**Task requirements:**
Send back the listing, word for word.
########################################
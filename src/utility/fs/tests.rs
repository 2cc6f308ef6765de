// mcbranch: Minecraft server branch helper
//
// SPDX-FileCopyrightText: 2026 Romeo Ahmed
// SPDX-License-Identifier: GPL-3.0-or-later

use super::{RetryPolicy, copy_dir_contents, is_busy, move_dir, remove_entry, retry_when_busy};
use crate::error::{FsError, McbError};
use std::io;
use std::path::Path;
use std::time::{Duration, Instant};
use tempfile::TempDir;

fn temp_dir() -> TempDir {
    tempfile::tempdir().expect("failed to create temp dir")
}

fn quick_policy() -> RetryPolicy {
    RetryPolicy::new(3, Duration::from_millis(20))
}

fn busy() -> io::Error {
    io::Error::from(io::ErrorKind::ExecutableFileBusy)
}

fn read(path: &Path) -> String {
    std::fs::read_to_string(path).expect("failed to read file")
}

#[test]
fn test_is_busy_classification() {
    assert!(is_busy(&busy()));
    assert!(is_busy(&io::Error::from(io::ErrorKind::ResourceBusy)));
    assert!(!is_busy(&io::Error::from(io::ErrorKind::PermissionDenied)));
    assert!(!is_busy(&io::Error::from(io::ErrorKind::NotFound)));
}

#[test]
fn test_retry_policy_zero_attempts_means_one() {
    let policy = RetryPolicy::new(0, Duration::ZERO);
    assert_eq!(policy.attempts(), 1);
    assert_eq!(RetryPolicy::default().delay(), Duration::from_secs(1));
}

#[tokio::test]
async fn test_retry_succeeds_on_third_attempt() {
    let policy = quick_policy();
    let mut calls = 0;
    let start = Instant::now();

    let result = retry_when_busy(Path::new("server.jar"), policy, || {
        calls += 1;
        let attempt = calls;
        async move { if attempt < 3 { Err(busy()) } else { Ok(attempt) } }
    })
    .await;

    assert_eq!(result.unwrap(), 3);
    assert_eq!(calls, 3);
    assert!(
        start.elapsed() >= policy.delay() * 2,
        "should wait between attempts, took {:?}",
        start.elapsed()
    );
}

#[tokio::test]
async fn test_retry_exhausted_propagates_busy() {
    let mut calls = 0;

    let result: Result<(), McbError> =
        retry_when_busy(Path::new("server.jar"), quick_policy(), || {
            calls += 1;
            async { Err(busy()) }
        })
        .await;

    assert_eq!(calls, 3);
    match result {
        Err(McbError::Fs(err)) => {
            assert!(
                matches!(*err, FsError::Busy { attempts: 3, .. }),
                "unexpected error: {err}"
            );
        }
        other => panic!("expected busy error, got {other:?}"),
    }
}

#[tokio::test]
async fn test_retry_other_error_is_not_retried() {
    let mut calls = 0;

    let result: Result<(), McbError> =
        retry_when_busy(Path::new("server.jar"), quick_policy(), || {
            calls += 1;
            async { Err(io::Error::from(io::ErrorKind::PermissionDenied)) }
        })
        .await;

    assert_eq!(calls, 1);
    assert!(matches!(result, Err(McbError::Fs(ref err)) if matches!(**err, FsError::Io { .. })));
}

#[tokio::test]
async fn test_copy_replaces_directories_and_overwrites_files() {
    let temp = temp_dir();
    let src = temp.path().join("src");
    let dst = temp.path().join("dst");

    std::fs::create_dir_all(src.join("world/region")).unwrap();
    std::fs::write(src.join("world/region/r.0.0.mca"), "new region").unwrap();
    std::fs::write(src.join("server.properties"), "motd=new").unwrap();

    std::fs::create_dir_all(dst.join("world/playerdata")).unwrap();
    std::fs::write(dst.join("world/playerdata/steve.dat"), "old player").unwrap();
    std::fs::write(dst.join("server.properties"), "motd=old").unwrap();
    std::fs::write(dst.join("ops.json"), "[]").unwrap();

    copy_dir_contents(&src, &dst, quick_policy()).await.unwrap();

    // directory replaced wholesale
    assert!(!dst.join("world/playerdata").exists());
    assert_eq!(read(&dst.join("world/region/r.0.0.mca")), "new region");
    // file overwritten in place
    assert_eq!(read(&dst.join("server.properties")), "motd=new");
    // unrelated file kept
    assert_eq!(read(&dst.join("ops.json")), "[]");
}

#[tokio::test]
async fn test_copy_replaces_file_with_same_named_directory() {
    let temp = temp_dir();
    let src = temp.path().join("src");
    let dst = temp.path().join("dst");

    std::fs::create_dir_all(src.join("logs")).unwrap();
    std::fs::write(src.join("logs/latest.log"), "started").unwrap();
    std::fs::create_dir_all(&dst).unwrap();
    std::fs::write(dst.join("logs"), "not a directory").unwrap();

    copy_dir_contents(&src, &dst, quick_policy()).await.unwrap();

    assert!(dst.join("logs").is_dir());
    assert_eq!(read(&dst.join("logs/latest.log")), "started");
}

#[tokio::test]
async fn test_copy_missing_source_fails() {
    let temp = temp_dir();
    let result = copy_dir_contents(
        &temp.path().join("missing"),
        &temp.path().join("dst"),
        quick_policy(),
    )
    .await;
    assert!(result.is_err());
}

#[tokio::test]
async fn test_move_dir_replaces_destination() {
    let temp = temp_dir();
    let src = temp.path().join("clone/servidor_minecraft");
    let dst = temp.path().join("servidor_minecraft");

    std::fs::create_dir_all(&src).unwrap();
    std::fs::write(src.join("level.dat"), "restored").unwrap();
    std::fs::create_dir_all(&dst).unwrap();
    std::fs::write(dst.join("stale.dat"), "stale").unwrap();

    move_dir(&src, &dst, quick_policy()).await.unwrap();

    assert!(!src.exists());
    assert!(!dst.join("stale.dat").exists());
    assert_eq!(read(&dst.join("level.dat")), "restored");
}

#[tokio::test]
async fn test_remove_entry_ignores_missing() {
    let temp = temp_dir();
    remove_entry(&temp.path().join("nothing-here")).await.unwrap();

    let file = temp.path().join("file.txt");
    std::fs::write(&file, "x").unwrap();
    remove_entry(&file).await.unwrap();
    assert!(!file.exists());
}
########################################
**Solution to the exercise:**
filename src/utility/fs/tests.rs
repository 2cc6f308ef6765de
// mcbranch: Minecraft server branch helper
//
// SPDX-FileCopyrightText: 2026 Romeo Ahmed
// SPDX-License-Identifier: GPL-3.0-or-later

use super::{RetryPolicy, copy_dir_contents, is_busy, move_dir, remove_entry, retry_when_busy};
use crate::error::{FsError, McbError};
use std::io;
use std::path::Path;
use std::time::{Duration, Instant};
use tempfile::TempDir;

fn temp_dir() -> TempDir {
    tempfile::tempdir().expect("failed to create temp dir")
}

fn quick_policy() -> RetryPolicy {
    RetryPolicy::new(3, Duration::from_millis(20))
}

fn busy() -> io::Error {
    io::Error::from(io::ErrorKind::ExecutableFileBusy)
}

fn read(path: &Path) -> String {
    std::fs::read_to_string(path).expect("failed to read file")
}

#[test]
fn test_is_busy_classification() {
    assert!(is_busy(&busy()));
    assert!(is_busy(&io::Error::from(io::ErrorKind::ResourceBusy)));
    assert!(!is_busy(&io::Error::from(io::ErrorKind::PermissionDenied)));
    assert!(!is_busy(&io::Error::from(io::ErrorKind::NotFound)));
}

#[test]
fn test_retry_policy_zero_attempts_means_one() {
    let policy = RetryPolicy::new(0, Duration::ZERO);
    assert_eq!(policy.attempts(), 1);
    assert_eq!(RetryPolicy::default().delay(), Duration::from_secs(1));
}

#[tokio::test]
async fn test_retry_succeeds_on_third_attempt() {
    let policy = quick_policy();
    let mut calls = 0;
    let start = Instant::now();

    let result = retry_when_busy(Path::new("server.jar"), policy, || {
        calls += 1;
        let attempt = calls;
        async move { if attempt < 3 { Err(busy()) } else { Ok(attempt) } }
    })
    .await;

    assert_eq!(result.unwrap(), 3);
    assert_eq!(calls, 3);
    assert!(
        start.elapsed() >= policy.delay() * 2,
        "should wait between attempts, took {:?}",
        start.elapsed()
    );
}

#[tokio::test]
async fn test_retry_exhausted_propagates_busy() {
    let mut calls = 0;

    let result: Result<(), McbError> =
        retry_when_busy(Path::new("server.jar"), quick_policy(), || {
            calls += 1;
            async { Err(busy()) }
        })
        .await;

    assert_eq!(calls, 3);
    match result {
        Err(McbError::Fs(err)) => {
            assert!(
                matches!(*err, FsError::Busy { attempts: 3, .. }),
                "unexpected error: {err}"
            );
        }
        other => panic!("expected busy error, got {other:?}"),
    }
}

#[tokio::test]
async fn test_retry_other_error_is_not_retried() {
    let mut calls = 0;

    let result: Result<(), McbError> =
        retry_when_busy(Path::new("server.jar"), quick_policy(), || {
            calls += 1;
            async { Err(io::Error::from(io::ErrorKind::PermissionDenied)) }
        })
        .await;

    assert_eq!(calls, 1);
    assert!(matches!(result, Err(McbError::Fs(ref err)) if matches!(**err, FsError::Io { .. })));
}

#[tokio::test]
async fn test_copy_replaces_directories_and_overwrites_files() {
    let temp = temp_dir();
    let src = temp.path().join("src");
    let dst = temp.path().join("dst");

    std::fs::create_dir_all(src.join("world/region")).unwrap();
    std::fs::write(src.join("world/region/r.0.0.mca"), "new region").unwrap();
    std::fs::write(src.join("server.properties"), "motd=new").unwrap();

    std::fs::create_dir_all(dst.join("world/playerdata")).unwrap();
    std::fs::write(dst.join("world/playerdata/steve.dat"), "old player").unwrap();
    std::fs::write(dst.join("server.properties"), "motd=old").unwrap();
    std::fs::write(dst.join("ops.json"), "[]").unwrap();

    copy_dir_contents(&src, &dst, quick_policy()).await.unwrap();

    // directory replaced wholesale
    assert!(!dst.join("world/playerdata").exists());
    assert_eq!(read(&dst.join("world/region/r.0.0.mca")), "new region");
    // file overwritten in place
    assert_eq!(read(&dst.join("server.properties")), "motd=new");
    // unrelated file kept
    assert_eq!(read(&dst.join("ops.json")), "[]");
}

#[tokio::test]
async fn test_copy_replaces_file_with_same_named_directory() {
    let temp = temp_dir();
    let src = temp.path().join("src");
    let dst = temp.path().join("dst");

    std::fs::create_dir_all(src.join("logs")).unwrap();
    std::fs::write(src.join("logs/latest.log"), "started").unwrap();
    std::fs::create_dir_all(&dst).unwrap();
    std::fs::write(dst.join("logs"), "not a directory").unwrap();

    copy_dir_contents(&src, &dst, quick_policy()).await.unwrap();

    assert!(dst.join("logs").is_dir());
    assert_eq!(read(&dst.join("logs/latest.log")), "started");
}

#[tokio::test]
async fn test_copy_missing_source_fails() {
    let temp = temp_dir();
    let result = copy_dir_contents(
        &temp.path().join("missing"),
        &temp.path().join("dst"),
        quick_policy(),
    )
    .await;
    assert!(result.is_err());
}

#[tokio::test]
async fn test_move_dir_replaces_destination() {
    let temp = temp_dir();
    let src = temp.path().join("clone/servidor_minecraft");
    let dst = temp.path().join("servidor_minecraft");

    std::fs::create_dir_all(&src).unwrap();
    std::fs::write(src.join("level.dat"), "restored").unwrap();
    std::fs::create_dir_all(&dst).unwrap();
    std::fs::write(dst.join("stale.dat"), "stale").unwrap();

    move_dir(&src, &dst, quick_policy()).await.unwrap();

    assert!(!src.exists());
    assert!(!dst.join("stale.dat").exists());
    assert_eq!(read(&dst.join("level.dat")), "restored");
}

#[tokio::test]
async fn test_remove_entry_ignores_missing() {
    let temp = temp_dir();
    remove_entry(&temp.path().join("nothing-here")).await.unwrap();

    let file = temp.path().join("file.txt");
    std::fs::write(&file, "x").unwrap();
    remove_entry(&file).await.unwrap();
    assert!(!file.exists());
}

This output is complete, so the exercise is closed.